You really don't have to tell every person that they've bumped an old topic and not to do it. If you have an issue, report it. Don't then post on it too. I've told you enough times now, last chance.


----------



## starqueen100 (Jan 10, 2012)

AndyB said:


> You really don't have to tell every person that they've bumped an old topic and not to do it. If you have an issue, report it. Don't then post on it too. I've told you enough times now, last chance.

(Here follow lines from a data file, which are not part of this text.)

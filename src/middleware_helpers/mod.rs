pub mod request_id;

pub use request_id::request_id_middleware;
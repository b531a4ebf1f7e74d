//! Shopify order webhooks: signature verification and conversion into the
//! shipping-platform order shape used by ingestion and mirroring.

use super::shipstation::{self, AdvancedOptions, Address, OrderItem};
use crate::errors::ServiceError;
use base64::{engine::general_purpose::STANDARD as BASE64, Engine as _};
use hmac::{Hmac, Mac};
use rust_decimal::Decimal;
use serde::Deserialize;
use sha2::Sha256;

pub const HMAC_HEADER: &str = "x-shopify-hmac-sha256";

type HmacSha256 = Hmac<Sha256>;

#[derive(Debug, Clone, Default, Deserialize)]
pub struct ShopifyAddress {
    pub name: Option<String>,
    pub first_name: Option<String>,
    pub last_name: Option<String>,
    pub company: Option<String>,
    pub address1: Option<String>,
    pub address2: Option<String>,
    pub city: Option<String>,
    pub province: Option<String>,
    pub province_code: Option<String>,
    pub zip: Option<String>,
    pub country_code: Option<String>,
    pub phone: Option<String>,
}

#[derive(Debug, Clone, Deserialize)]
pub struct ShopifyLineItem {
    pub sku: Option<String>,
    pub title: Option<String>,
    pub quantity: i32,
    pub price: Option<Decimal>,
}

#[derive(Debug, Clone, Deserialize)]
pub struct ShopifyShippingLine {
    pub price: Option<Decimal>,
}

#[derive(Debug, Clone, Deserialize)]
pub struct ShopifyOrder {
    pub id: i64,
    /// Display number such as `#1001`
    pub name: String,
    pub created_at: Option<String>,
    pub email: Option<String>,
    pub note: Option<String>,
    pub billing_address: Option<ShopifyAddress>,
    pub shipping_address: Option<ShopifyAddress>,
    #[serde(default)]
    pub line_items: Vec<ShopifyLineItem>,
    #[serde(default)]
    pub shipping_lines: Vec<ShopifyShippingLine>,
    pub total_discounts: Option<Decimal>,
    pub total_tax: Option<Decimal>,
    pub total_price: Option<Decimal>,
}

/// Checks `X-Shopify-Hmac-Sha256`: base64 HMAC-SHA256 of the raw body.
pub fn verify_webhook(secret: &str, body: &[u8], signature: Option<&str>) -> Result<(), ServiceError> {
    let signature = signature
        .ok_or_else(|| ServiceError::InvalidSignature("missing HMAC header".to_string()))?;
    let expected = BASE64
        .decode(signature.trim())
        .map_err(|_| ServiceError::InvalidSignature("HMAC header is not base64".to_string()))?;

    let mut mac = HmacSha256::new_from_slice(secret.as_bytes())
        .map_err(|e| ServiceError::InternalError(format!("hmac key: {}", e)))?;
    mac.update(body);
    mac.verify_slice(&expected)
        .map_err(|_| ServiceError::InvalidSignature("HMAC mismatch".to_string()))
}

impl ShopifyAddress {
    fn display_name(&self) -> Option<String> {
        self.name.clone().or_else(|| {
            let joined = [self.first_name.as_deref(), self.last_name.as_deref()]
                .into_iter()
                .flatten()
                .collect::<Vec<_>>()
                .join(" ");
            (!joined.is_empty()).then_some(joined)
        })
    }

    fn to_platform_address(&self) -> Address {
        Address {
            name: self.display_name(),
            company: self.company.clone(),
            street1: self.address1.clone(),
            street2: self.address2.clone(),
            city: self.city.clone(),
            state: self.province_code.clone().or_else(|| self.province.clone()),
            postal_code: self.zip.clone(),
            country: Some(self.country_code.clone().unwrap_or_else(|| "US".to_string())),
            phone: self.phone.clone(),
        }
    }
}

impl ShopifyOrder {
    pub fn shipping_total(&self) -> Decimal {
        self.shipping_lines
            .iter()
            .filter_map(|line| line.price)
            .sum()
    }

    /// Shipping-platform representation of this order. `source` is stored in
    /// `advancedOptions.source` and becomes the local order source.
    pub fn to_platform_order(&self, source: &str) -> shipstation::Order {
        let ship_to = self
            .shipping_address
            .as_ref()
            .or(self.billing_address.as_ref())
            .map(ShopifyAddress::to_platform_address)
            .unwrap_or_default();
        let bill_to = self
            .billing_address
            .as_ref()
            .map(ShopifyAddress::to_platform_address)
            .unwrap_or_else(|| ship_to.clone());

        shipstation::Order {
            order_id: None,
            order_number: self.name.clone(),
            order_key: Some(self.id.to_string()),
            order_date: self.created_at.clone(),
            order_status: Some("awaiting_shipment".to_string()),
            customer_email: self.email.clone(),
            customer_notes: self.note.clone(),
            ship_to,
            bill_to,
            items: self
                .line_items
                .iter()
                .map(|item| OrderItem {
                    sku: item.sku.clone().filter(|s| !s.trim().is_empty()),
                    name: item.title.clone(),
                    image_url: None,
                    quantity: item.quantity,
                    unit_price: item.price,
                    upc: None,
                    warehouse_location: None,
                })
                .collect(),
            amount_paid: self.total_price,
            shipping_amount: Some(self.shipping_total()),
            tax_amount: self.total_tax,
            externally_fulfilled: false,
            advanced_options: AdvancedOptions {
                store_id: None,
                source: Some(source.to_string()),
                custom_field1: None,
            },
        }
    }
}
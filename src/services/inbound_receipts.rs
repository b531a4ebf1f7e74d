//! Inbound shipments: expected stock goes to `pending_quantity` on creation
//! and moves to on-hand stock as the warehouse counts each line.

use crate::db::DbPool;
use crate::entities::{
    inbound_shipment::{self, Entity as InboundShipment, InboundShipmentStatus},
    inbound_shipment_line_item::{self, Entity as InboundShipmentLineItem},
    product::Entity as Product,
};
use crate::errors::ServiceError;
use crate::services::fees;
use crate::services::inventory_adjuster::{self, Adjustment, ChangeContext};
use chrono::{DateTime, Utc};
use sea_orm::{
    ActiveModelTrait, ColumnTrait, DatabaseTransaction, EntityTrait, QueryFilter, QueryOrder, Set,
    TransactionTrait,
};
use serde::{Deserialize, Serialize};
use std::sync::Arc;
use tracing::{info, instrument};
use utoipa::ToSchema;
use uuid::Uuid;
use validator::Validate;

#[derive(Debug, Clone, Deserialize, Serialize, Validate, ToSchema)]
pub struct InboundLineRequest {
    pub product_id: Uuid,
    #[validate(range(min = 1, max = 100000))]
    pub quantity: i32,
}

#[derive(Debug, Clone, Deserialize, Serialize, Validate, ToSchema)]
pub struct CreateInboundShipmentRequest {
    /// Generated when absent
    #[validate(length(min = 1, max = 64))]
    pub shipment_number: Option<String>,
    #[validate(length(min = 1))]
    pub brand_id: String,
    pub brand_name: Option<String>,
    pub carrier: Option<String>,
    pub tracking_number: Option<String>,
    pub expected_date: Option<DateTime<Utc>>,
    pub notes: Option<String>,
    #[validate(length(min = 1))]
    pub line_items: Vec<InboundLineRequest>,
}

#[derive(Debug, Clone, Deserialize, Serialize, Validate, ToSchema)]
pub struct SubmitCountRequest {
    #[validate(range(min = 0, max = 100000))]
    pub counted_quantity: i32,
}

#[derive(Debug, Clone, Serialize, ToSchema)]
pub struct ShipmentWithLines {
    #[schema(value_type = Object)]
    pub shipment: inbound_shipment::Model,
    #[schema(value_type = Vec<Object>)]
    pub line_items: Vec<inbound_shipment_line_item::Model>,
}

#[derive(Debug, Clone, Serialize, ToSchema)]
pub struct CountResult {
    #[schema(value_type = Object)]
    pub shipment: inbound_shipment::Model,
    #[schema(value_type = Object)]
    pub line_item: inbound_shipment_line_item::Model,
    /// Absent when the submission matched the count already applied
    #[schema(value_type = Option<Object>)]
    pub adjustment: Option<Adjustment>,
}

/// Shipment status after a count. Only fully counted shipments change status.
pub fn derive_status(
    lines: &[(i32, Option<i32>)],
    current: InboundShipmentStatus,
) -> (InboundShipmentStatus, i32) {
    let total_counted = lines.iter().filter_map(|(_, counted)| *counted).sum();
    let all_counted = !lines.is_empty() && lines.iter().all(|(_, counted)| counted.is_some());
    if !all_counted {
        return (current, total_counted);
    }
    let discrepancy = lines
        .iter()
        .any(|(expected, counted)| Some(*expected) != *counted);
    let status = if discrepancy {
        InboundShipmentStatus::ReceivedWithDiscrepancies
    } else {
        InboundShipmentStatus::Received
    };
    (status, total_counted)
}

pub struct InboundReceiptService {
    db: Arc<DbPool>,
}

impl InboundReceiptService {
    pub fn new(db: Arc<DbPool>) -> Self {
        Self { db }
    }

    #[instrument(skip(self, request), fields(brand_id = %request.brand_id))]
    pub async fn create_shipment(
        &self,
        request: CreateInboundShipmentRequest,
    ) -> Result<ShipmentWithLines, ServiceError> {
        request.validate()?;
        for line in &request.line_items {
            line.validate()?;
        }

        let total_unit_quantity =
            fees::total_unit_quantity(request.line_items.iter().map(|l| l.quantity))?;

        let txn = self.db.begin().await?;
        let shipment_id = Uuid::new_v4();
        let shipment_number = request
            .shipment_number
            .clone()
            .unwrap_or_else(|| format!("INB-{}", &shipment_id.simple().to_string()[..8]));

        let shipment = inbound_shipment::ActiveModel {
            id: Set(shipment_id),
            shipment_number: Set(shipment_number),
            brand_id: Set(request.brand_id.clone()),
            brand_name: Set(request.brand_name.clone()),
            carrier: Set(request.carrier.clone()),
            tracking_number: Set(request.tracking_number.clone()),
            status: Set(InboundShipmentStatus::Pending.to_string()),
            total_unit_quantity: Set(total_unit_quantity),
            total_counted_quantity: Set(0),
            expected_date: Set(request.expected_date),
            notes: Set(request.notes.clone()),
            ..Default::default()
        }
        .insert(&txn)
        .await?;

        let mut line_items = Vec::with_capacity(request.line_items.len());
        for line in &request.line_items {
            let product = Product::find_by_id(line.product_id)
                .one(&txn)
                .await?
                .ok_or_else(|| {
                    ServiceError::NotFound(format!("Product {} not found", line.product_id))
                })?;
            if product.brand_id != request.brand_id {
                return Err(ServiceError::BadRequest(format!(
                    "Product {} does not belong to brand {}",
                    product.sku, request.brand_id
                )));
            }

            let item = inbound_shipment_line_item::ActiveModel {
                id: Set(Uuid::new_v4()),
                inbound_shipment_id: Set(shipment_id),
                product_id: Set(product.id),
                sku: Set(Some(product.sku.clone())),
                product_name: Set(Some(product.product_name.clone())),
                quantity: Set(line.quantity),
                counted_quantity: Set(None),
                date_counted: Set(None),
                ..Default::default()
            }
            .insert(&txn)
            .await?;
            inventory_adjuster::add_pending(&txn, product.id, line.quantity).await?;
            line_items.push(item);
        }

        txn.commit().await?;
        info!(shipment_id = %shipment.id, lines = line_items.len(), "inbound shipment created");
        Ok(ShipmentWithLines {
            shipment,
            line_items,
        })
    }

    /// Records a physical count for one line. Re-submitting applies only the
    /// difference from the count already applied.
    #[instrument(skip(self))]
    pub async fn submit_count(
        &self,
        line_item_id: Uuid,
        counted_quantity: i32,
    ) -> Result<CountResult, ServiceError> {
        SubmitCountRequest { counted_quantity }.validate()?;

        let txn = self.db.begin().await?;
        let result = self.apply_count(&txn, line_item_id, counted_quantity).await?;
        txn.commit().await?;

        info!(
            shipment_id = %result.shipment.id,
            status = %result.shipment.status,
            total_counted = result.shipment.total_counted_quantity,
            "inbound count applied"
        );
        Ok(result)
    }

    async fn apply_count(
        &self,
        txn: &DatabaseTransaction,
        line_item_id: Uuid,
        counted_quantity: i32,
    ) -> Result<CountResult, ServiceError> {
        let line = InboundShipmentLineItem::find_by_id(line_item_id)
            .one(txn)
            .await?
            .ok_or_else(|| {
                ServiceError::NotFound(format!("Inbound line item {} not found", line_item_id))
            })?;
        let shipment = InboundShipment::find_by_id(line.inbound_shipment_id)
            .one(txn)
            .await?
            .ok_or_else(|| {
                ServiceError::NotFound(format!(
                    "Inbound shipment {} not found",
                    line.inbound_shipment_id
                ))
            })?;

        let delta = counted_quantity - line.counted_quantity.unwrap_or(0);
        let product_id = line.product_id;

        let mut active_line: inbound_shipment_line_item::ActiveModel = line.into();
        active_line.counted_quantity = Set(Some(counted_quantity));
        active_line.date_counted = Set(Some(Utc::now()));
        let line = active_line.update(txn).await?;

        let change_source = format!("Inbound Shipment {}", shipment.shipment_number);
        let adjustment = if delta != 0 {
            Some(
                inventory_adjuster::receive(
                    txn,
                    product_id,
                    delta,
                    ChangeContext {
                        change_source: &change_source,
                        order_number: None,
                    },
                )
                .await?,
            )
        } else {
            None
        };

        let lines: Vec<(i32, Option<i32>)> = InboundShipmentLineItem::find()
            .filter(inbound_shipment_line_item::Column::InboundShipmentId.eq(shipment.id))
            .all(txn)
            .await?
            .into_iter()
            .map(|l| (l.quantity, l.counted_quantity))
            .collect();
        let current = shipment
            .status
            .parse()
            .unwrap_or(InboundShipmentStatus::Pending);
        let (status, total_counted) = derive_status(&lines, current);

        let mut active_shipment: inbound_shipment::ActiveModel = shipment.into();
        active_shipment.status = Set(status.to_string());
        active_shipment.total_counted_quantity = Set(total_counted);
        let shipment = active_shipment.update(txn).await?;

        Ok(CountResult {
            shipment,
            line_item: line,
            adjustment,
        })
    }

    pub async fn get_shipment(&self, shipment_id: Uuid) -> Result<ShipmentWithLines, ServiceError> {
        let shipment = InboundShipment::find_by_id(shipment_id)
            .one(self.db.as_ref())
            .await?
            .ok_or_else(|| {
                ServiceError::NotFound(format!("Inbound shipment {} not found", shipment_id))
            })?;
        let line_items = InboundShipmentLineItem::find()
            .filter(inbound_shipment_line_item::Column::InboundShipmentId.eq(shipment_id))
            .order_by_asc(inbound_shipment_line_item::Column::CreatedAt)
            .all(self.db.as_ref())
            .await?;
        Ok(ShipmentWithLines {
            shipment,
            line_items,
        })
    }
}
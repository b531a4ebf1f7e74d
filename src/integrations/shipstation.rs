//! ShipStation: source of 3PL and marketplace orders, source of shipment
//! notifications, and sink for orders mirrored from other channels.

use crate::{config::ShippingConfig, errors::ServiceError};
use async_trait::async_trait;
use base64::{engine::general_purpose::STANDARD as BASE64, Engine as _};
use chrono::{DateTime, NaiveDateTime, Utc};
use reqwest::StatusCode;
use rust_decimal::Decimal;
use serde::{de::DeserializeOwned, Deserialize, Serialize};
use std::time::Duration;
use tracing::{debug, instrument, warn};
use url::Url;

#[derive(Debug, Clone, Default, Serialize, Deserialize, PartialEq, Eq)]
#[serde(rename_all = "camelCase")]
pub struct Address {
    pub name: Option<String>,
    pub company: Option<String>,
    pub street1: Option<String>,
    pub street2: Option<String>,
    pub city: Option<String>,
    pub state: Option<String>,
    pub postal_code: Option<String>,
    pub country: Option<String>,
    pub phone: Option<String>,
}

#[derive(Debug, Clone, Default, Serialize, Deserialize)]
#[serde(rename_all = "camelCase")]
pub struct AdvancedOptions {
    pub store_id: Option<i64>,
    pub source: Option<String>,
    #[serde(skip_serializing_if = "Option::is_none")]
    pub custom_field1: Option<String>,
}

#[derive(Debug, Clone, Serialize, Deserialize)]
#[serde(rename_all = "camelCase")]
pub struct OrderItem {
    pub sku: Option<String>,
    pub name: Option<String>,
    pub image_url: Option<String>,
    #[serde(default)]
    pub quantity: i32,
    pub unit_price: Option<Decimal>,
    pub upc: Option<String>,
    #[serde(skip_serializing_if = "Option::is_none")]
    pub warehouse_location: Option<String>,
}

/// An order as returned by the `resource_url` of an ORDER_NOTIFY webhook.
#[derive(Debug, Clone, Serialize, Deserialize)]
#[serde(rename_all = "camelCase")]
pub struct Order {
    pub order_id: Option<i64>,
    pub order_number: String,
    pub order_key: Option<String>,
    pub order_date: Option<String>,
    pub order_status: Option<String>,
    pub customer_email: Option<String>,
    pub customer_notes: Option<String>,
    #[serde(default)]
    pub ship_to: Address,
    #[serde(default)]
    pub bill_to: Address,
    #[serde(default)]
    pub items: Vec<OrderItem>,
    pub amount_paid: Option<Decimal>,
    pub shipping_amount: Option<Decimal>,
    pub tax_amount: Option<Decimal>,
    #[serde(default)]
    pub externally_fulfilled: bool,
    #[serde(default)]
    pub advanced_options: AdvancedOptions,
}

#[derive(Debug, Clone, Serialize, Deserialize)]
#[serde(rename_all = "camelCase")]
pub struct Store {
    pub store_id: i64,
    pub store_name: String,
}

/// Order creation payload for `POST /orders/createorder`.
#[derive(Debug, Clone, Serialize, Deserialize)]
#[serde(rename_all = "camelCase")]
pub struct CreateOrderRequest {
    pub order_number: String,
    #[serde(skip_serializing_if = "Option::is_none")]
    pub order_key: Option<String>,
    pub order_date: String,
    pub order_status: String,
    #[serde(skip_serializing_if = "Option::is_none")]
    pub customer_email: Option<String>,
    pub bill_to: Address,
    pub ship_to: Address,
    pub items: Vec<OrderItem>,
    #[serde(skip_serializing_if = "Option::is_none")]
    pub amount_paid: Option<Decimal>,
    #[serde(skip_serializing_if = "Option::is_none")]
    pub shipping_amount: Option<Decimal>,
    #[serde(skip_serializing_if = "Option::is_none")]
    pub tax_amount: Option<Decimal>,
    #[serde(skip_serializing_if = "Option::is_none")]
    pub customer_notes: Option<String>,
    pub advanced_options: AdvancedOptions,
}

impl CreateOrderRequest {
    /// Mirror of `order` to be picked from `warehouse_location`.
    pub fn from_order(order: &Order, warehouse_location: &str) -> Self {
        let now = Utc::now().format("%Y-%m-%dT%H:%M:%S").to_string();
        Self {
            order_number: order.order_number.clone(),
            order_key: order.order_key.clone(),
            order_date: order.order_date.clone().unwrap_or(now),
            order_status: "awaiting_shipment".to_string(),
            customer_email: order.customer_email.clone(),
            bill_to: order.bill_to.clone(),
            ship_to: order.ship_to.clone(),
            items: order
                .items
                .iter()
                .cloned()
                .map(|item| OrderItem {
                    warehouse_location: Some(warehouse_location.to_string()),
                    ..item
                })
                .collect(),
            amount_paid: order.amount_paid,
            shipping_amount: order.shipping_amount,
            tax_amount: order.tax_amount,
            customer_notes: order.customer_notes.clone(),
            advanced_options: order.advanced_options.clone(),
        }
    }
}

#[derive(Debug, Clone, Serialize, Deserialize)]
#[serde(rename_all = "camelCase")]
pub struct CreatedOrder {
    pub order_id: Option<i64>,
    pub order_number: Option<String>,
}

/// Carrier and cost data for an order that left the building, normalized from
/// either a SHIP_NOTIFY shipment or a FULFILLMENT_SHIPPED fulfillment.
#[derive(Debug, Clone, PartialEq, Eq, Serialize)]
pub struct TrackingUpdate {
    pub order_number: String,
    pub carrier: Option<String>,
    pub tracking_number: Option<String>,
    pub shipping_cost: Option<Decimal>,
}

#[derive(Debug, Deserialize)]
#[serde(rename_all = "camelCase")]
struct Shipment {
    order_number: String,
    tracking_number: Option<String>,
    service_code: Option<String>,
    shipment_cost: Option<Decimal>,
}

#[derive(Debug, Deserialize)]
#[serde(rename_all = "camelCase")]
struct Fulfillment {
    order_number: String,
    tracking_number: Option<String>,
    carrier_code: Option<String>,
    fulfillment_fee: Option<Decimal>,
}

#[derive(Debug, Deserialize)]
struct OrdersEnvelope {
    #[serde(default)]
    orders: Vec<Order>,
}

#[derive(Debug, Deserialize)]
struct ShipmentsEnvelope {
    #[serde(default)]
    shipments: Vec<Shipment>,
}

#[derive(Debug, Deserialize)]
struct FulfillmentsEnvelope {
    #[serde(default)]
    fulfillments: Vec<Fulfillment>,
}

/// Shipping platform operations the ingestion flow depends on.
#[async_trait]
pub trait ShippingPlatform: Send + Sync {
    async fn fetch_orders(&self, resource_url: &str) -> Result<Vec<Order>, ServiceError>;

    /// Shipments from a SHIP_NOTIFY resource
    async fn fetch_shipments(&self, resource_url: &str)
        -> Result<Vec<TrackingUpdate>, ServiceError>;

    /// Marketplace fulfillments from a FULFILLMENT_SHIPPED resource
    async fn fetch_fulfillments(
        &self,
        resource_url: &str,
    ) -> Result<Vec<TrackingUpdate>, ServiceError>;

    async fn list_stores(&self) -> Result<Vec<Store>, ServiceError>;

    async fn create_order(&self, order: &CreateOrderRequest)
        -> Result<CreatedOrder, ServiceError>;
}

/// Parses ShipStation timestamps, which usually lack an offset
/// (`2024-09-17T10:51:14.5030000`) and are treated as UTC.
pub fn parse_timestamp(raw: &str) -> Option<DateTime<Utc>> {
    if let Ok(parsed) = DateTime::parse_from_rfc3339(raw) {
        return Some(parsed.with_timezone(&Utc));
    }
    NaiveDateTime::parse_from_str(raw, "%Y-%m-%dT%H:%M:%S%.f")
        .ok()
        .map(|naive| naive.and_utc())
}

/// HTTP client for the ShipStation v1 API
#[derive(Clone)]
pub struct ShipStationClient {
    client: reqwest::Client,
    base_url: Url,
    authorization: Option<String>,
    max_retries: u32,
    retry_base_delay: Duration,
}

impl ShipStationClient {
    pub fn new(config: &ShippingConfig) -> Result<Self, ServiceError> {
        let base_url = Url::parse(&config.api_base_url).map_err(|e| {
            ServiceError::InternalError(format!("invalid shipping api_base_url: {}", e))
        })?;

        let client = reqwest::Client::builder()
            .timeout(Duration::from_secs(config.request_timeout_secs))
            .build()
            .map_err(|e| ServiceError::InternalError(format!("http client: {}", e)))?;

        let authorization = match (&config.api_key, &config.api_secret) {
            (Some(key), Some(secret)) => Some(format!(
                "Basic {}",
                BASE64.encode(format!("{}:{}", key, secret))
            )),
            _ => None,
        };

        Ok(Self {
            client,
            base_url,
            authorization,
            max_retries: 3,
            retry_base_delay: Duration::from_millis(500),
        })
    }

    /// Overrides the retry policy used for idempotent GET requests.
    pub fn with_retry_policy(mut self, max_retries: u32, base_delay: Duration) -> Self {
        self.max_retries = max_retries.max(1);
        self.retry_base_delay = base_delay;
        self
    }

    /// Webhook resource URLs are followed only when they point at the
    /// configured API host; anything else would let a forged webhook make us
    /// send credentials elsewhere.
    fn resolve_resource(&self, resource_url: &str) -> Result<Url, ServiceError> {
        let url = Url::parse(resource_url)
            .map_err(|e| ServiceError::BadRequest(format!("invalid resource_url: {}", e)))?;

        if url.origin() != self.base_url.origin() {
            return Err(ServiceError::BadRequest(format!(
                "resource_url host {} is not the configured shipping platform",
                url.host_str().unwrap_or("<none>")
            )));
        }
        Ok(url)
    }

    fn endpoint(&self, path: &str) -> Result<Url, ServiceError> {
        self.base_url
            .join(path)
            .map_err(|e| ServiceError::InternalError(format!("bad endpoint {}: {}", path, e)))
    }

    fn authorize(&self, request: reqwest::RequestBuilder) -> reqwest::RequestBuilder {
        match &self.authorization {
            Some(value) => request.header(reqwest::header::AUTHORIZATION, value),
            None => request,
        }
    }

    #[instrument(skip(self), fields(url = %url))]
    async fn get_json<T: DeserializeOwned>(&self, url: Url) -> Result<T, ServiceError> {
        let mut last_error = String::new();

        for attempt in 1..=self.max_retries {
            match self.authorize(self.client.get(url.clone())).send().await {
                Ok(response) if response.status().is_success() => {
                    return response.json::<T>().await.map_err(|e| {
                        ServiceError::ExternalServiceError(format!(
                            "unexpected shipping platform payload: {}",
                            e
                        ))
                    });
                }
                Ok(response) => {
                    let status = response.status();
                    last_error = format!("shipping platform returned {}", status);
                    if !is_retryable(status) {
                        break;
                    }
                    warn!(%status, attempt, max = self.max_retries, "shipping platform request failed");
                }
                Err(e) => {
                    last_error = format!("shipping platform unreachable: {}", e);
                    warn!(error = %e, attempt, max = self.max_retries, "shipping platform request error");
                }
            }

            if attempt < self.max_retries {
                tokio::time::sleep(self.retry_base_delay * 2_u32.pow(attempt - 1)).await;
            }
        }

        Err(ServiceError::ExternalServiceError(last_error))
    }
}

fn is_retryable(status: StatusCode) -> bool {
    status.is_server_error() || status == StatusCode::TOO_MANY_REQUESTS
}

#[async_trait]
impl ShippingPlatform for ShipStationClient {
    async fn fetch_orders(&self, resource_url: &str) -> Result<Vec<Order>, ServiceError> {
        let url = self.resolve_resource(resource_url)?;
        let envelope: OrdersEnvelope = self.get_json(url).await?;
        debug!(count = envelope.orders.len(), "fetched orders");
        Ok(envelope.orders)
    }

    async fn fetch_shipments(
        &self,
        resource_url: &str,
    ) -> Result<Vec<TrackingUpdate>, ServiceError> {
        let url = self.resolve_resource(resource_url)?;
        let envelope: ShipmentsEnvelope = self.get_json(url).await?;
        Ok(envelope
            .shipments
            .into_iter()
            .map(|s| TrackingUpdate {
                order_number: s.order_number,
                carrier: s.service_code,
                tracking_number: s.tracking_number,
                shipping_cost: s.shipment_cost,
            })
            .collect())
    }

    async fn fetch_fulfillments(
        &self,
        resource_url: &str,
    ) -> Result<Vec<TrackingUpdate>, ServiceError> {
        let url = self.resolve_resource(resource_url)?;
        let envelope: FulfillmentsEnvelope = self.get_json(url).await?;
        Ok(envelope
            .fulfillments
            .into_iter()
            .map(|f| TrackingUpdate {
                order_number: f.order_number,
                carrier: f.carrier_code,
                tracking_number: f.tracking_number,
                shipping_cost: f.fulfillment_fee,
            })
            .collect())
    }

    async fn list_stores(&self) -> Result<Vec<Store>, ServiceError> {
        let url = self.endpoint("/stores")?;
        self.get_json(url).await
    }

    /// Not retried here: the outbox dispatcher owns retries for mirrored orders.
    #[instrument(skip(self, order), fields(order_number = %order.order_number))]
    async fn create_order(
        &self,
        order: &CreateOrderRequest,
    ) -> Result<CreatedOrder, ServiceError> {
        let url = self.endpoint("/orders/createorder")?;
        let response = self
            .authorize(self.client.post(url))
            .json(order)
            .send()
            .await
            .map_err(|e| {
                ServiceError::ExternalServiceError(format!("shipping platform unreachable: {}", e))
            })?;

        let status = response.status();
        if !status.is_success() {
            let body = response.text().await.unwrap_or_default();
            return Err(ServiceError::ExternalServiceError(format!(
                "createorder returned {}: {}",
                status,
                body.chars().take(300).collect::<String>()
            )));
        }

        response.json::<CreatedOrder>().await.map_err(|e| {
            ServiceError::ExternalServiceError(format!("unexpected createorder response: {}", e))
        })
    }
}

thanks and really its not my fault bidoof...im new i havent been on this website for four years like you

anyways thanks again AndyB


----------



## Jake (Jan 10, 2012)

I've actually only been here for 3


----------



## Kip (Jan 10, 2012)

I've been here a few months but just started posting more. btw can someone tell me what's so bad about bumping?


----------



## Jake (Jan 10, 2012)

I wouldn't say there's anything 'bad' about it. It's just really annoying and stupid when you see a topic that's old and it's been bumped. It's more irit when it's a question thread, and the question has been answered, then some dick head decides to bump it, when the question has been answered it's just so annoying.


----------



## Kip (Jan 10, 2012)

ROFL i understand!. It shouldn't matter too much if this thread is bumped right?.


----------



## Jake (Jan 10, 2012)

There's still not that much of a point posting here though


----------



## Kip (Jan 11, 2012)

Bidoof said:


> There's still not that much of a point posting here though



Ahh i see!


----------



## starqueen100 (Jan 11, 2012)

Bidoof said:


> I wouldn't say there's anything 'bad' about it. It's just really annoying and stupid when you see a topic that's old and it's been bumped. It's more irit when it's a question thread, and the question has been answered, then some dick head decides to bump it, when the question has been answered it's just so annoying.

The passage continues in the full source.